Однако думать над какою-то заминкой у Татарова, — конечно, временной и случайной, — было всё-таки некогда. Время было уже получить от него донесение, переправился ли его батальон. Такое донесение пришло около полуночи, и Гильчевский обрадовался:
— Молодец! Вот это — молодец, а то — чепуха, что с ним было!.. Ведь вот же Кюн, — помните? — тот на Икве что донёс? — «Не могу выполнить!» — вот что. За это я его и послал к чёртовой мамаше!.. Ну-ка, как его заместитель, как он?

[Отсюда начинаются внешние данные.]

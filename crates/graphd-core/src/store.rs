//! Store error types
//!
//! Shared by the persistence layer and everything built on top of it.
//! Implementations live in the graphd-stores crate.

use thiserror::Error;

/// Store error types
#[derive(Debug, Error)]
pub enum StoreError {
    #[error("item not found: {0}")]
    NotFound(String),

    #[error("serialization error: {0}")]
    Serialization(String),

    #[error("io error: {0}")]
    Io(String),

    #[error("internal error: {0}")]
    Internal(String),
}

impl From<serde_json::Error> for StoreError {
    fn from(err: serde_json::Error) -> Self {
        StoreError::Serialization(err.to_string())
    }
}

impl From<std::io::Error> for StoreError {
    fn from(err: std::io::Error) -> Self {
        StoreError::Io(err.to_string())
    }
}
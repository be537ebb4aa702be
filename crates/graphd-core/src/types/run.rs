//! Run type definitions
//!
//! A run is one execution of an assistant against a thread. Runs are created
//! `pending`, picked up FIFO by scheduled time, and finish in one of the
//! terminal statuses.

use chrono::{DateTime, Utc};
use serde::{Deserialize, Serialize};
use serde_json::Value;
use uuid::Uuid;

use super::config::RunConfig;
use super::metadata::JsonMap;

#[derive(Debug, Clone, Copy, PartialEq, Eq, Serialize, Deserialize)]
#[serde(rename_all = "snake_case")]
pub enum RunStatus {
    Pending,
    Running,
    Error,
    Success,
    Timeout,
    Interrupted,
}

impl RunStatus {
    /// Whether the run can still produce output.
    pub fn is_active(&self) -> bool {
        matches!(self, RunStatus::Pending | RunStatus::Running)
    }
}

/// Policy for launching a run against a thread that already has pending runs.
#[derive(Debug, Clone, Copy, Default, PartialEq, Eq, Serialize, Deserialize)]
#[serde(rename_all = "snake_case")]
pub enum MultitaskStrategy {
    #[default]
    Reject,
    Rollback,
    Interrupt,
    Enqueue,
}

/// Reason carried by a cancellation request.
#[derive(Debug, Clone, Copy, Default, PartialEq, Eq, Serialize, Deserialize)]
#[serde(rename_all = "snake_case")]
pub enum CancelAction {
    #[default]
    Interrupt,
    Rollback,
}

/// Output channels a run may stream on.
#[derive(Debug, Clone, Copy, PartialEq, Eq, Serialize, Deserialize)]
#[serde(rename_all = "snake_case")]
pub enum StreamMode {
    Values,
    Updates,
    Messages,
    Custom,
    Debug,
    Events,
}

impl StreamMode {
    pub fn as_str(&self) -> &'static str {
        match self {
            StreamMode::Values => "values",
            StreamMode::Updates => "updates",
            StreamMode::Messages => "messages",
            StreamMode::Custom => "custom",
            StreamMode::Debug => "debug",
            StreamMode::Events => "events",
        }
    }
}

fn default_stream_mode() -> Vec<StreamMode> {
    vec![StreamMode::Values]
}

/// Execution arguments captured at run creation.
#[derive(Debug, Clone, Serialize, Deserialize)]
pub struct RunKwargs {
    #[serde(default, skip_serializing_if = "Option::is_none")]
    pub input: Option<Value>,
    /// Resume command for an interrupted graph; mutually exclusive with input.
    #[serde(default, skip_serializing_if = "Option::is_none")]
    pub command: Option<Value>,
    #[serde(default = "default_stream_mode")]
    pub stream_mode: Vec<StreamMode>,
    #[serde(default, skip_serializing_if = "Vec::is_empty")]
    pub interrupt_before: Vec<String>,
    #[serde(default, skip_serializing_if = "Vec::is_empty")]
    pub interrupt_after: Vec<String>,
    #[serde(default, skip_serializing_if = "RunConfig::is_empty")]
    pub config: RunConfig,
    #[serde(default)]
    pub subgraphs: bool,
}

impl Default for RunKwargs {
    fn default() -> Self {
        Self {
            input: None,
            command: None,
            stream_mode: default_stream_mode(),
            interrupt_before: Vec::new(),
            interrupt_after: Vec::new(),
            config: RunConfig::default(),
            subgraphs: false,
        }
    }
}

#[derive(Debug, Clone, Serialize, Deserialize)]
pub struct Run {
    pub run_id: Uuid,
    pub thread_id: Uuid,
    pub assistant_id: Uuid,
    pub status: RunStatus,
    pub kwargs: RunKwargs,
    #[serde(default)]
    pub multitask_strategy: MultitaskStrategy,
    #[serde(default)]
    pub metadata: JsonMap,
    /// Scheduled time; may be in the future for delayed runs.
    pub created_at: DateTime<Utc>,
    pub updated_at: DateTime<Utc>,
}

impl Run {
    pub fn set_status(&mut self, status: RunStatus) {
        self.status = status;
        self.updated_at = Utc::now();
    }

    /// Eligible for the picker: still pending and scheduled at or before `now`.
    pub fn is_due(&self, now: DateTime<Utc>) -> bool {
        self.status == RunStatus::Pending && self.created_at <= now
    }
}

#[cfg(test)]
mod tests {
    use super::*;
    use chrono::Duration;

    fn sample_run(status: RunStatus, created_at: DateTime<Utc>) -> Run {
        Run {
            run_id: Uuid::new_v4(),
            thread_id: Uuid::new_v4(),
            assistant_id: Uuid::new_v4(),
            status,
            kwargs: RunKwargs::default(),
            multitask_strategy: MultitaskStrategy::default(),
            metadata: JsonMap::new(),
            created_at,
            updated_at: created_at,
        }
    }

    #[test]
    fn test_run_due_requires_pending_and_past_schedule() {
        let now = Utc::now();
        assert!(sample_run(RunStatus::Pending, now - Duration::seconds(1)).is_due(now));
        assert!(!sample_run(RunStatus::Pending, now + Duration::seconds(60)).is_due(now));
        assert!(!sample_run(RunStatus::Running, now - Duration::seconds(1)).is_due(now));
    }

    #[test]
    fn test_set_status_advances_updated_at() {
        let created = Utc::now() - Duration::seconds(5);
        let mut run = sample_run(RunStatus::Pending, created);
        run.set_status(RunStatus::Running);
        assert_eq!(run.status, RunStatus::Running);
        assert!(run.updated_at > created);
    }

    #[test]
    fn test_kwargs_default_streams_values() {
        let kwargs: RunKwargs = serde_json::from_str("{}").unwrap();
        assert_eq!(kwargs.stream_mode, vec![StreamMode::Values]);
    }
}
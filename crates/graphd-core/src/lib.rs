//! # graphd Core
//!
//! Core abstractions and deterministic logic for the graphd control plane.
//!
//! This crate contains:
//! - Assistant / Thread / Run / RunConfig definitions
//! - The opaque graph interface (trait, registry, state snapshots)
//! - Checkpointer and key-value store traits
//! - A mock graph for end-to-end tests
//!
//! This crate does NOT care about:
//! - How graphs compute (they are injected, opaque objects)
//! - How state reaches disk (graphd-stores)
//! - How requests arrive (graphd-server)

pub mod checkpoint;
pub mod graph;
pub mod kv;
pub mod mock;
pub mod store;
pub mod types;

/// Prelude for convenient imports
pub mod prelude {
    pub use crate::checkpoint::{CheckpointRef, CheckpointTuple, Checkpointer, CheckpointerError};
    pub use crate::graph::{
        Graph, GraphContext, GraphError, GraphFactory, GraphInput, GraphRegistry, GraphStream,
        StateSnapshot, StateUpdate, StreamChunk, Superstep, TaskDescription,
    };
    pub use crate::kv::KvStore;
    pub use crate::store::StoreError;
    pub use crate::types::{
        Assistant, AssistantVersion, CancelAction, IfExists, IfNotExists, JsonMap,
        MultitaskStrategy, Run, RunConfig, RunKwargs, RunStatus, StreamMode, Thread, ThreadStatus,
    };
}

// Re-export key types at crate root
pub use checkpoint::{CheckpointRef, CheckpointTuple, Checkpointer, CheckpointerError};
pub use graph::{
    Graph, GraphContext, GraphError, GraphFactory, GraphInput, GraphRegistry, StateSnapshot,
    StreamChunk, Superstep, TaskDescription,
};
pub use kv::KvStore;
pub use store::StoreError;
pub use types::{
    Assistant, AssistantVersion, CancelAction, IfExists, IfNotExists, JsonMap, MultitaskStrategy,
    Run, RunConfig, RunKwargs, RunStatus, StreamMode, Thread, ThreadStatus,
};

Батальон Добрынина запоздал против батальона Татарова не больше как на четверть часа, и Гильчевский торжествовал:
— Каков, а? Вот так с Западного фронта! Боевой! Боевой!.. А то Кюн! Вот как я отлично сделал, что его турнул!
И на радостях, и чтобы подкрепиться, выпил стопку.
Его подмывало теперь, когда у него увертюра была сыграна с большою точностью по нотам, без малейшей фальши, обратиться к Надёжному, как у него, но остановило сомнение: не примет ли тот этого вопроса за вмешательство в его дело. А с начальником 105-й дивизии он был не в ладах, так что к нему обращаться было не особенно ловко; наконец, он знал, что эта дивизия имеет обыкновение выжидать, что сделает 101-я, и, разумеется, хотя и с опозданием, но постарается всё-таки сделать то же самое: так было не раз.
Под впечатлением удачи этого вечера и чтобы набраться сил для громкого утра и горячего дня, Гильчевский даже решил прилечь подремать и забылся, хотя и беспокойным, прерывистым сном.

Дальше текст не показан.